Wednesday, March 29, 2006

Autum Ashante

Something I have realized for a pretty good while now is that a good lot of people just have no common sense and put way too much emphasis on the negative. I’ve been hearing lately about a seven year old black girl by the name of Autum Ashante, who is a budding poet. Actually, she has been descrived as a prodigy. I wouldn’t know, I am not familiar with her poetry, having only heard snippets here and there, and I probably wouldn’t be that good a judge anyway. So I will take the word that seems to be the general consensus, she is very good, especially for someone her age. And according to her father, whom it has been suggested has actually written her poetry, she wrote it herself. I will likewise take his word for that.

The problem is, her work is controversial, and seems to be at least heavily influenced by her father, a former Black Panther member. It is laced with what has been described as racist overtones, in fact it is said to be overtly racist. She seems to be, in addition to a poet, a budding black nationalist. And boy, are some people pissed. People have even threatened her. On one blog, it was intimated that she might well be “shut up”.

These kind of people come in three categories. There are the kind of people that will rant about this little girl while standing up for Lynx and Lamb Gaede. There are the kind of people that will stand up for Autum while criticising Lynx and lamb Gaede in the hatefullest terms imagineable. These two are the kind that you would commonly call “hypocrits”.

But these two are actually laughable when compared to the third kind, the most dangerous kind of all, the kind that think they get a vote on what any and every other human being thinks, writes, says, and feels. And they seem to be more strident about the children than they seem to have the guts to be to an adult that has much more of an ability to put them in their sorry places.

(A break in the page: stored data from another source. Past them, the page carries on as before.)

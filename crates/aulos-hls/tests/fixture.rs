//! Shared test fixtures: a loopback media server and a scripted demuxer.

#![allow(dead_code)]

use std::{
    collections::HashMap,
    sync::{
        atomic::{AtomicUsize, Ordering},
        Arc,
    },
};

use async_trait::async_trait;
use aulos_hls::{
    ByteSource, Demuxer, FragmentEntry, FragmentLookupSink, FragmentedSource, HlsResult,
    MemoryLookupTable, Track, TrackKind,
};
use axum::{
    extract::{Path, Request, State},
    http::StatusCode,
    response::Response,
    routing::get,
    Router,
};
use bytes::Bytes;
use parking_lot::Mutex;
use tokio::net::TcpListener;
use url::Url;

/// Deterministic segment payload.
pub fn pattern_bytes(len: usize, seed: u8) -> Bytes {
    (0..len)
        .map(|i| seed.wrapping_add((i % 251) as u8))
        .collect::<Vec<u8>>()
        .into()
}

#[derive(Clone)]
struct ServerState {
    files: Arc<Mutex<HashMap<String, Bytes>>>,
    hits: Arc<Mutex<HashMap<String, usize>>>,
}

/// Loopback HTTP server: a mutable set of files with `Range` support and
/// per-path hit counters. Playlists are just files that can be swapped to
/// simulate a live window sliding.
pub struct MediaServer {
    base: Url,
    state: ServerState,
}

impl MediaServer {
    pub async fn start(files: HashMap<String, Bytes>) -> Self {
        let state = ServerState {
            files: Arc::new(Mutex::new(files)),
            hits: Arc::new(Mutex::new(HashMap::new())),
        };

        let app = Router::new()
            .route("/{*path}", get(serve_file))
            .with_state(state.clone());

        let listener = TcpListener::bind("127.0.0.1:0").await.unwrap();
        let addr = listener.local_addr().unwrap();
        tokio::spawn(async move {
            axum::serve(listener, app).await.unwrap();
        });

        Self {
            base: format!("http://127.0.0.1:{}/", addr.port()).parse().unwrap(),
            state,
        }
    }

    pub fn url(&self, path: &str) -> Url {
        self.base.join(path).unwrap()
    }

    /// Replace a file (e.g. swap the live playlist for the next window).
    pub fn put(&self, path: &str, data: impl Into<Bytes>) {
        self.state.files.lock().insert(path.to_string(), data.into());
    }

    pub fn hits(&self, path: &str) -> usize {
        self.state.hits.lock().get(path).copied().unwrap_or(0)
    }
}

async fn serve_file(
    State(state): State<ServerState>,
    Path(path): Path<String>,
    request: Request,
) -> Result<Response, StatusCode> {
    *state.hits.lock().entry(path.clone()).or_insert(0) += 1;

    let data = state
        .files
        .lock()
        .get(&path)
        .cloned()
        .ok_or(StatusCode::NOT_FOUND)?;

    let range = request
        .headers()
        .get("Range")
        .and_then(|h| h.to_str().ok())
        .and_then(|h| h.strip_prefix("bytes="))
        .map(str::to_string);

    match range {
        Some(spec) => {
            let (start_str, end_str) = spec.split_once('-').ok_or(StatusCode::BAD_REQUEST)?;
            let start: usize = start_str.parse().map_err(|_| StatusCode::BAD_REQUEST)?;
            let end: usize = if end_str.is_empty() {
                data.len() - 1
            } else {
                end_str.parse().map_err(|_| StatusCode::BAD_REQUEST)?
            };
            if start > end || end >= data.len() {
                return Err(StatusCode::RANGE_NOT_SATISFIABLE);
            }
            Ok(Response::builder()
                .status(StatusCode::PARTIAL_CONTENT)
                .header(
                    "Content-Range",
                    format!("bytes {start}-{end}/{}", data.len()),
                )
                .body(axum::body::Body::from(data.slice(start..=end)))
                .unwrap())
        }
        None => Ok(Response::builder()
            .status(StatusCode::OK)
            .body(axum::body::Body::from(data))
            .unwrap()),
    }
}

/// Scripted demuxer: probes a few bytes through the bound source (driving
/// the lazy init), reports one video and one audio track, and keeps its
/// lookup table in a [`MemoryLookupTable`].
pub struct FakeDemuxer {
    pub table: MemoryLookupTable,
    pub edit_list_offset: f64,
    byte_source: Mutex<Option<Arc<dyn ByteSource>>>,
    fragmented: Mutex<Option<Arc<dyn FragmentedSource>>>,
    metadata_reads: AtomicUsize,
}

impl FakeDemuxer {
    pub fn new() -> Self {
        Self {
            table: MemoryLookupTable::new(),
            edit_list_offset: 0.0,
            byte_source: Mutex::new(None),
            fragmented: Mutex::new(None),
            metadata_reads: AtomicUsize::new(0),
        }
    }

    pub fn with_edit_list_offset(offset: f64) -> Self {
        Self {
            edit_list_offset: offset,
            ..Self::new()
        }
    }

    pub fn metadata_reads(&self) -> usize {
        self.metadata_reads.load(Ordering::SeqCst)
    }

    pub fn fragmented_source(&self) -> Option<Arc<dyn FragmentedSource>> {
        self.fragmented.lock().clone()
    }
}

impl FragmentLookupSink for FakeDemuxer {
    fn populate_fragment_lookup_table(&self, entries: &[FragmentEntry]) {
        self.table.populate_fragment_lookup_table(entries);
    }

    fn append_fragments_to_lookup_table(&self, entries: &[FragmentEntry], start_time_seconds: f64) {
        self.table
            .append_fragments_to_lookup_table(entries, start_time_seconds);
    }

    fn remove_old_fragments_from_lookup_table(&self, segment_ids: &[u64]) {
        self.table.remove_old_fragments_from_lookup_table(segment_ids);
    }

    fn adjust_for_edit_list_offset(&self, offset_seconds: f64) {
        self.table.adjust_for_edit_list_offset(offset_seconds);
    }
}

#[async_trait]
impl Demuxer for FakeDemuxer {
    fn bind_byte_source(&self, source: Arc<dyn ByteSource>) {
        *self.byte_source.lock() = Some(source);
    }

    async fn read_metadata(&self) -> HlsResult<Vec<Track>> {
        self.metadata_reads.fetch_add(1, Ordering::SeqCst);

        // Format-detection probe: read the first bytes of the virtual
        // stream, which forces the init-segment fetch.
        let source = self.byte_source.lock().clone();
        if let Some(source) = source {
            let _ = source.read(0, 8).await?;
        }

        Ok(vec![
            Track {
                kind: TrackKind::Video,
                id: 1,
                codec: Some("avc1.42c01e".into()),
            },
            Track {
                kind: TrackKind::Audio,
                id: 2,
                codec: Some("mp4a.40.2".into()),
            },
        ])
    }

    fn normalize_start_timestamp(&self) -> f64 {
        self.edit_list_offset
    }

    fn set_fragmented_source(&self, source: Arc<dyn FragmentedSource>) {
        *self.fragmented.lock() = Some(source);
    }
}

After all, you people that seem to think you have this moral authority are the ones that should put them in their places, right? Not the other way around, by any stretch. You just can’t cotton to anybody expressing pride in their heritage, whether that be White, Black, Latino, Jewish, or whatever. After all, you might disrupt the great American melting pot, and we can’t have that. To a bigot, any appreciation of racial culture and heritage is itself an invitation to the fostering and encouragment of bigotry, so it must be nipped in the bud. Never mind that this little girl is just now developing her talent, and has a long way to go, and who knows where it might eventually take her as long as it is allowed to blossom and thrive. If you don’t like the road she seems to be on at this exact moment,then you had better intevene. You know what’s fucking best for her, don’t you?

Answer: no, you fucking don’t. Her talent, whatever it is, should evolve to where it will, with guidance from her father, and from all the other influences she should come upon through her formative years, in a natural way. Not a forced, browbeaten one. You don’t like what she has to say? Then don’t listen.

Otherwise, if you are in an auditorium, and you hear her tell the black people to stand for the “Black Pledge”, and she then tells all the white people they should not stand but remain seated, keep your white honky fucking asses seated like she says, listen to the poem, listen politely, and applaud in appreciation of her talent, like you have some fucking sense. You might find that this will go a hell of a lot farther to giving her a better impression of white people in general than all the whining, moaning, bitching, and agonizing that’s been going on the past few weeks will ever hope to accomplish.

Oh, and by the way-since many of you people seem to have forgotten, let me be the first to remind you. When you encourage multi-culturalism, like some of you are so wont to do, you should know by now that you may not always like the manner in which it might manifest itself, whether that might be in the form of a White Racialist girls band, or as an African American Seperatist poet child prodigy.